Figuring out Japan's new aid charter

The Japanese flag. What could the country’s new aid charter mean for development? Photo by: stacey shintani / CC BY-NC-SA

Japan’s foreign aid is taking on a new path as the country’s cabinet last week approved a new aid charter aligning the country’s development agenda more closely with national interests — a policy shift bannered by a clause allowing the country to use its assistance to fund foreign military troops but only for “nonmilitary” activities.

The new guiding document, called the Development Cooperation Charter, marks a new era in Japanese foreign aid as it takes a more “proactive” approach in promoting peace and stability. It’s arguably a clear declaration of the East Asian nation’s intent to respond to an increasingly insecure international environment.

“In this new era, Japan must strongly lead the international community, as a nation that contributes even more proactively to securing peace, stability and prosperity of the international community,” reads the document. The revision marks the first time the country’s basic aid policy was changed in almost 12 years.

While Japan remains a major economic and development player both in the regional and international stage, the country has seen itself slip in terms of both growth and military spending behind China, Russia and the United States. According to World Bank data, Japan’s military spending amounted to just 1 percent of its gross domestic product in 2013, as opposed to the other three nations’ 2 to 4 percent average.
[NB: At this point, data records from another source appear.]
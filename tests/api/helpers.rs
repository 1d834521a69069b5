use once_cell::sync::Lazy;
use reqwest::{Client, Response};
use sqlx::{Connection, Executor, PgConnection, PgPool};
use std::net::SocketAddr;
use subtrack::{
    configuration::{get_configuration, DatabaseSettings},
    startup::Application,
    telemetry::{get_subscriber, init_subscriber},
};
use uuid::Uuid;

static TRACING: Lazy<()> = Lazy::new(|| {
    let name = "test";
    let default_env_filter = "info";
    if std::env::var("TEST_LOG").is_ok() {
        let subscriber = get_subscriber(name.into(), default_env_filter.into(), std::io::stdout);
        init_subscriber(subscriber);
    } else {
        let subscriber = get_subscriber(name.into(), default_env_filter.into(), std::io::sink);
        init_subscriber(subscriber);
    }
});

static FAILED_TO_EXECUTE_REQUEST: &str = "Failed to execute request";

pub struct TestApp {
    pub address: SocketAddr,
    pub db_pool: PgPool,
    client: Client,
}

impl TestApp {
    pub async fn spawn() -> Self {
        Lazy::force(&TRACING);

        let mut config = get_configuration().expect("Failed to read configuration");
        config.database.database_name = Uuid::new_v4().to_string();
        config.application.host = "127.0.0.1".into();
        config.application.port = 0;

        let db_pool = configure_database(&config.database).await;

        let app = Application::build(config)
            .await
            .expect("Failed to build application");
        let address = app.local_addr();

        tokio::spawn(app.run_until_stopped());

        Self {
            address,
            db_pool,
            client: Client::new(),
        }
    }

    pub async fn get_health_check(&self) -> Response {
        self.client
            .get(self.url("/api/v1/healthcheck"))
            .send()
            .await
            .expect(FAILED_TO_EXECUTE_REQUEST)
    }

    pub async fn get_subscriptions(&self, query: &str) -> Response {
        self.client
            .get(self.url(&format!("/api/v1/subscriptions{query}")))
            .send()
            .await
            .expect(FAILED_TO_EXECUTE_REQUEST)
    }

    pub async fn post_subscription(&self, body: &serde_json::Value) -> Response {
        self.client
            .post(self.url("/api/v1/subscriptions"))
            .json(body)
            .send()
            .await
            .expect(FAILED_TO_EXECUTE_REQUEST)
    }

    pub async fn get_subscription(&self, id: &str) -> Response {
        self.client
            .get(self.url(&format!("/api/v1/subscriptions/{id}")))
            .send()
            .await
            .expect(FAILED_TO_EXECUTE_REQUEST)
    }

    pub async fn put_subscription(&self, id: &str, body: &serde_json::Value) -> Response {
        self.client
            .put(self.url(&format!("/api/v1/subscriptions/{id}")))
            .json(body)
            .send()
            .await
            .expect(FAILED_TO_EXECUTE_REQUEST)
    }

    pub async fn delete_subscription(&self, id: &str) -> Response {
        self.client
            .delete(self.url(&format!("/api/v1/subscriptions/{id}")))
            .send()
            .await
            .expect(FAILED_TO_EXECUTE_REQUEST)
    }

    pub async fn get_total(&self, query: &str) -> Response {
        self.client
            .get(self.url(&format!("/api/v1/subscriptions/total{query}")))
            .send()
            .await
            .expect(FAILED_TO_EXECUTE_REQUEST)
    }

    fn url(&self, endpoint: &str) -> String {
        format!("http://{}{endpoint}", self.address)
    }
}

pub fn subscription_body(
    service_name: &str,
    price: i32,
    user_id: &str,
    start_date: &str,
) -> serde_json::Value {
    serde_json::json!({
        "service_name": service_name,
        "price": price,
        "user_id": user_id,
        "start_date": start_date,
    })
}

async fn configure_database(configuration: &DatabaseSettings) -> PgPool {
    let mut conn = PgConnection::connect_with(&configuration.without_db())
        .await
        .expect("Failed to connect to Postgres");

    conn.execute(format!(r#"CREATE DATABASE "{}";"#, configuration.database_name).as_str())
        .await
        .expect("Failed to create database");

    let pool = PgPool::connect_with(configuration.with_db())
        .await
        .expect("Failed to connect to Postgres");

    sqlx::migrate!("./migrations")
        .run(&pool)
        .await
        .expect("Failed to migrate database");

    pool
}
use serde::{Deserialize, Serialize};
use sqlx::{
    error::BoxDynError,
    postgres::{PgTypeInfo, PgValueRef},
    Decode, Postgres, Type,
};
use unicode_segmentation::UnicodeSegmentation;

#[derive(Debug, Clone, PartialEq, Serialize, Deserialize)]
pub struct ServiceName(String);

impl ServiceName {
    pub fn parse(s: String) -> Result<ServiceName, String> {
        match s {
            _ if s.trim().is_empty() => Err(format!(
                "Service name is empty or contains whitespace only: `{s}`"
            )),
            _ if s.graphemes(true).count() > 256 => {
                Err(format!("`{s}` is longer than 256 graphemes"))
            }
            _ => Ok(Self(s)),
        }
    }
}

impl AsRef<str> for ServiceName {
    fn as_ref(&self) -> &str {
        &self.0
    }
}

impl Type<Postgres> for ServiceName {
    fn type_info() -> PgTypeInfo {
        String::type_info()
    }
}

impl<'r> Decode<'r, Postgres> for ServiceName {
    fn decode(value: PgValueRef<'r>) -> Result<Self, BoxDynError> {
        let name = String::decode(value)?;
        Self::parse(name).map_err(|e| e.into())
    }
}
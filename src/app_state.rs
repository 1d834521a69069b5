use crate::repository::SubscriptionRepository;
use axum::extract::FromRef;
use sqlx::PgPool;

#[derive(Clone)]
pub struct AppState {
    pub db_pool: PgPool,
    pub subscriptions: SubscriptionRepository,
}

impl AppState {
    pub fn new(db_pool: PgPool) -> Self {
        Self {
            subscriptions: SubscriptionRepository::new(db_pool.clone()),
            db_pool,
        }
    }
}

impl FromRef<AppState> for PgPool {
    fn from_ref(state: &AppState) -> Self {
        state.db_pool.clone()
    }
}

impl FromRef<AppState> for SubscriptionRepository {
    fn from_ref(state: &AppState) -> Self {
        state.subscriptions.clone()
    }
}
use crate::app_state::AppState;
use axum::{extract::State, http::StatusCode, routing::get, Json, Router};
use serde::Serialize;
use sqlx::{Connection, PgPool};

pub fn router() -> Router<AppState> {
    Router::new().route("/healthcheck", get(health_check))
}

#[tracing::instrument(name = "Health check", skip(db_pool))]
async fn health_check(State(db_pool): State<PgPool>) -> (StatusCode, Json<Health>) {
    match ping(&db_pool).await {
        Ok(()) => (
            StatusCode::OK,
            Json(Health {
                status: "ok",
                message: "success",
            }),
        ),
        Err(e) => {
            tracing::error!("Database ping failed: {e:?}");
            (
                StatusCode::SERVICE_UNAVAILABLE,
                Json(Health {
                    status: "fail",
                    message: "database not reachable",
                }),
            )
        }
    }
}

async fn ping(db_pool: &PgPool) -> Result<(), sqlx::Error> {
    let mut conn = db_pool.acquire().await?;
    conn.ping().await
}

#[derive(Serialize)]
struct Health {
    status: &'static str,
    message: &'static str,
}
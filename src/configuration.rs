use secrecy::{ExposeSecret, Secret};
use serde::Deserialize;
use serde_aux::field_attributes::deserialize_number_from_string;
use sqlx::{
    postgres::{PgConnectOptions, PgSslMode},
    ConnectOptions,
};
use tracing_log::log::LevelFilter;

#[derive(Deserialize)]
pub struct Settings {
    pub application: ApplicationSettings,
    pub database: DatabaseSettings,
}

#[derive(Deserialize)]
pub struct ApplicationSettings {
    pub host: String,
    #[serde(deserialize_with = "deserialize_number_from_string")]
    pub port: u16,
}

#[derive(Deserialize)]
pub struct DatabaseSettings {
    pub host: String,
    #[serde(deserialize_with = "deserialize_number_from_string")]
    pub port: u16,
    pub username: String,
    pub password: Secret<String>,
    pub database_name: String,
}

impl DatabaseSettings {
    pub fn with_db(&self) -> PgConnectOptions {
        self.without_db()
            .database(&self.database_name)
            .log_statements(LevelFilter::Trace)
    }

    pub fn without_db(&self) -> PgConnectOptions {
        PgConnectOptions::new()
            .host(&self.host)
            .port(self.port)
            .username(&self.username)
            .password(self.password.expose_secret())
            .ssl_mode(PgSslMode::Prefer)
    }
}

/// Defaults are overridable through `DB_HOST`, `DB_PORT`, `DB_USER`,
/// `DB_PASSWORD`, `DB_NAME` and `APP_PORT`.
pub fn get_configuration() -> Result<Settings, config::ConfigError> {
    let settings = config::Config::builder()
        .set_default("application.host", "0.0.0.0")?
        .set_default("application.port", "8080")?
        .set_default("database.host", "localhost")?
        .set_default("database.port", "5432")?
        .set_default("database.username", "subtrack")?
        .set_default("database.password", "subtrack")?
        .set_default("database.database_name", "subtrack")?
        .set_override_option("application.port", std::env::var("APP_PORT").ok())?
        .set_override_option("database.host", std::env::var("DB_HOST").ok())?
        .set_override_option("database.port", std::env::var("DB_PORT").ok())?
        .set_override_option("database.username", std::env::var("DB_USER").ok())?
        .set_override_option("database.password", std::env::var("DB_PASSWORD").ok())?
        .set_override_option("database.database_name", std::env::var("DB_NAME").ok())?
        .build()?;

    settings.try_deserialize()
}
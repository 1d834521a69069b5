use crate::domain::{parse_date, CreateSubscription, NewSubscription, Subscription, ValidationError};
use sqlx::{PgPool, Postgres, QueryBuilder};
use time::Date;
use uuid::Uuid;

/// Sole owner of subscription SQL. Every statement binds its values through
/// positional placeholders; filter values are never interpolated into the
/// query text.
#[derive(Clone)]
pub struct SubscriptionRepository {
    db_pool: PgPool,
}

impl SubscriptionRepository {
    pub fn new(db_pool: PgPool) -> Self {
        Self { db_pool }
    }

    #[tracing::instrument(name = "List subscriptions", skip(self))]
    pub async fn list(&self, limit: i64, offset: i64) -> Result<Vec<Subscription>, RepositoryError> {
        let subscriptions = sqlx::query_as::<_, Subscription>(
            r#"
            SELECT id, service_name, price, user_id, start_date, end_date, created_at
            FROM subscriptions
            ORDER BY created_at DESC
            LIMIT $1 OFFSET $2
            "#,
        )
        .bind(limit)
        .bind(offset)
        .fetch_all(&self.db_pool)
        .await?;

        Ok(subscriptions)
    }

    #[tracing::instrument(name = "Insert a subscription", skip(self, input))]
    pub async fn create(&self, input: CreateSubscription) -> Result<Subscription, RepositoryError> {
        let new = NewSubscription::try_from(input)?;

        let subscription = sqlx::query_as::<_, Subscription>(
            r#"
            INSERT INTO subscriptions (id, service_name, price, user_id, start_date, end_date, created_at)
            VALUES ($1, $2, $3, $4, $5, $6, now())
            RETURNING id, service_name, price, user_id, start_date, end_date, created_at
            "#,
        )
        .bind(Uuid::new_v4())
        .bind(new.service_name.as_ref())
        .bind(new.price)
        .bind(new.user_id.as_str())
        .bind(new.start_date)
        .bind(new.end_date)
        .fetch_one(&self.db_pool)
        .await?;

        Ok(subscription)
    }

    #[tracing::instrument(name = "Get a subscription by id", skip(self))]
    pub async fn get(&self, id: Uuid) -> Result<Subscription, RepositoryError> {
        sqlx::query_as::<_, Subscription>(
            r#"
            SELECT id, service_name, price, user_id, start_date, end_date, created_at
            FROM subscriptions
            WHERE id = $1
            "#,
        )
        .bind(id)
        .fetch_optional(&self.db_pool)
        .await?
        .ok_or(RepositoryError::NotFound)
    }

    /// Replaces every mutable field; `id` and `created_at` are left untouched.
    #[tracing::instrument(name = "Update a subscription", skip(self, input))]
    pub async fn update(
        &self,
        id: Uuid,
        input: CreateSubscription,
    ) -> Result<Subscription, RepositoryError> {
        let changes = NewSubscription::try_from(input)?;

        sqlx::query_as::<_, Subscription>(
            r#"
            UPDATE subscriptions
            SET service_name = $1, price = $2, user_id = $3, start_date = $4, end_date = $5
            WHERE id = $6
            RETURNING id, service_name, price, user_id, start_date, end_date, created_at
            "#,
        )
        .bind(changes.service_name.as_ref())
        .bind(changes.price)
        .bind(changes.user_id.as_str())
        .bind(changes.start_date)
        .bind(changes.end_date)
        .bind(id)
        .fetch_optional(&self.db_pool)
        .await?
        .ok_or(RepositoryError::NotFound)
    }

    #[tracing::instrument(name = "Delete a subscription", skip(self))]
    pub async fn delete(&self, id: Uuid) -> Result<(), RepositoryError> {
        let result = sqlx::query("DELETE FROM subscriptions WHERE id = $1")
            .bind(id)
            .execute(&self.db_pool)
            .await?;

        if result.rows_affected() == 0 {
            return Err(RepositoryError::NotFound);
        }

        Ok(())
    }

    /// Sums `price` over subscriptions whose `start_date` falls within the
    /// requested range, narrowed by the optional filters. Yields `0` when
    /// nothing matches.
    #[tracing::instrument(name = "Sum subscription costs", skip(self))]
    pub async fn total_cost(&self, query: CostQuery) -> Result<i64, RepositoryError> {
        let filter = CostFilter::try_from(query)?;

        let mut builder = build_total_cost_query(&filter);
        let total = builder
            .build_query_scalar::<i64>()
            .fetch_one(&self.db_pool)
            .await?;

        Ok(total)
    }
}

/// Raw aggregate parameters as they arrive from the query string. Empty
/// optional filters are treated as absent.
#[derive(Debug)]
pub struct CostQuery {
    pub date_from: String,
    pub date_to: String,
    pub user_id: Option<String>,
    pub service_name: Option<String>,
}

#[derive(Debug)]
struct CostFilter {
    date_from: Date,
    date_to: Date,
    user_id: Option<String>,
    service_name: Option<String>,
}

impl TryFrom<CostQuery> for CostFilter {
    type Error = ValidationError;

    fn try_from(query: CostQuery) -> Result<Self, Self::Error> {
        let date_from = parse_date(&query.date_from)
            .map_err(|_| ValidationError::InvalidDateFrom(query.date_from.clone()))?;
        let date_to = parse_date(&query.date_to)
            .map_err(|_| ValidationError::InvalidDateTo(query.date_to.clone()))?;

        Ok(Self {
            date_from,
            date_to,
            user_id: query.user_id.filter(|v| !v.is_empty()),
            service_name: query.service_name.filter(|v| !v.is_empty()),
        })
    }
}

/// Appends predicate clauses and their bind values in lockstep, so the
/// placeholder numbering always matches the argument order.
fn build_total_cost_query(filter: &CostFilter) -> QueryBuilder<'_, Postgres> {
    let mut builder: QueryBuilder<'_, Postgres> =
        QueryBuilder::new("SELECT COALESCE(SUM(price), 0) FROM subscriptions WHERE start_date >= ");
    builder.push_bind(filter.date_from);
    builder.push(" AND start_date <= ");
    builder.push_bind(filter.date_to);

    if let Some(user_id) = &filter.user_id {
        builder.push(" AND user_id = ").push_bind(user_id.as_str());
    }

    if let Some(service_name) = &filter.service_name {
        builder
            .push(" AND service_name ILIKE ")
            .push_bind(format!("%{service_name}%"));
    }

    builder
}

#[derive(Debug, thiserror::Error)]
pub enum RepositoryError {
    #[error("{0}")]
    Validation(#[from] ValidationError),
    #[error("Subscription not found")]
    NotFound,
    #[error(transparent)]
    Query(#[from] sqlx::Error),
}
Leveraging development assistance to advance national interests is not new. This is a strategy Japan has been implementing for quite some time, but which Prime Minister Shinzo Abe only officially acknowledge in mid-2013. Experts suggest this policy move is a step to ensure Japan could strengthen its international footing while continuing to grow and prosper.

“The recent revisions in the ODA charter … need to be understood against the shift of the strategic stance of Japan,” Syed Munir Khasru, chairman of Bangladesh’s Institute for Policy, Advocacy and Governance, told Devex. “With the renewed mandate, [Abe] wants to alter how Japan is perceived in the world and to become an influential international leader in setting new rules through proactive foreign policy.”

The move is not without basis. Apart from falling behind military spending and influence in the past couple of years, Japan is faced with a growing number of competitors in Asia-Pacific’s development sphere. China expects to finish the establishment of its Asian Infrastructure Investment Bank — seen by many experts to likely be in direct competition with the Japan-dominated Asian Development Bank. India is also shoring up its regional influence under the leadership of Prime Minister Narendra Modi, for instance by increasing assistance to neighbors like Sri Lanka.

But even local experts suggest the policy is not without its thorns. A spokeswoman from the JICA Research Institute told Devex that while the policy has been ratified, “considerable controversy still exists.”

Focus on security, influence

Japan’s decision to revise its charter to include, among other changes, funding foreign military troops — albeit only for “nonmilitary purposes” — raises a few questions on whether security concerns can be anticipated in the near future and whether this form of aid might be misused if not well regulated.

While the new aid charter “gives a clear indication of what Japan aspires to achieve, the modus operandi and the priority areas and the region,” Khasru expressed concern over the fact that the provision for “channeling aid for nonmilitary purposes is left open and vague.”

Military troops have long played a role in enabling nonmilitary activities in conflict-affected areas, fragile states or in humanitarian crises. The majority of foreign assistance given to the Philippines in the wake of Typhoon Haiyan, for instance, were coursed through official development agencies, nongovernmental organizations or foreign military personnel. But without proper planning and supervision, it is very easy for funding for nonmilitary purposes to be funneled into military activities.

The main problem, according to the IPAG chief, is that “the charter does not provide a clear strategy of how to mitigate the risks that arise from much a significant change in Japan’s mode of engagement with recipient nations.”

Speculation is rife that this heightened focus on security came in response to the recent killings of two Japanese nationals by the militant organization the Islamic State group. Just this Tuesday, the Japanese foreign ministry released a document outlining the three pillars anchoring its foreign policy response to the murders.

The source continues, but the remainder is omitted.